__EXERCISE GOAL__
Your answer is to be the count alone: the number of lines in the data below where "usize" appears.

(Dataset entries)
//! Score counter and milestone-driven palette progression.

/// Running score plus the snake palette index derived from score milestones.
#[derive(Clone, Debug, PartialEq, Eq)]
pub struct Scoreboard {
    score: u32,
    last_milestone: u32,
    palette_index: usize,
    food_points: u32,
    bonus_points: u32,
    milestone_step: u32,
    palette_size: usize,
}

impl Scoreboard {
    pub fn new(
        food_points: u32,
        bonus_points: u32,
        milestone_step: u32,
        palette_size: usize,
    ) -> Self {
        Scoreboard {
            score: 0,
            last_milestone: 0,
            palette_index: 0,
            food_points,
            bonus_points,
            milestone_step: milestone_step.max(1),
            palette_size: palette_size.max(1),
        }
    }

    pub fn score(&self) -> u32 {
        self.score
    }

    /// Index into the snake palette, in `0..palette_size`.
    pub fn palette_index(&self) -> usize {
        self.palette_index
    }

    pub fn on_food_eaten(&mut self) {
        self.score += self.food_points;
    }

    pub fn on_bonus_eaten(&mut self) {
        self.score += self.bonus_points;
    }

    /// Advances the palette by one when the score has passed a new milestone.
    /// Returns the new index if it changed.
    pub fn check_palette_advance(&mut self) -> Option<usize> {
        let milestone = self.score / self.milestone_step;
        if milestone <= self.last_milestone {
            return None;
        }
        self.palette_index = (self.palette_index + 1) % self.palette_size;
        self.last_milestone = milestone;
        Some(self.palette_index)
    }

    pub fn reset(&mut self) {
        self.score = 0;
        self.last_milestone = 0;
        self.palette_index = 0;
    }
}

__ANSWER TO THE PROBLEM__
5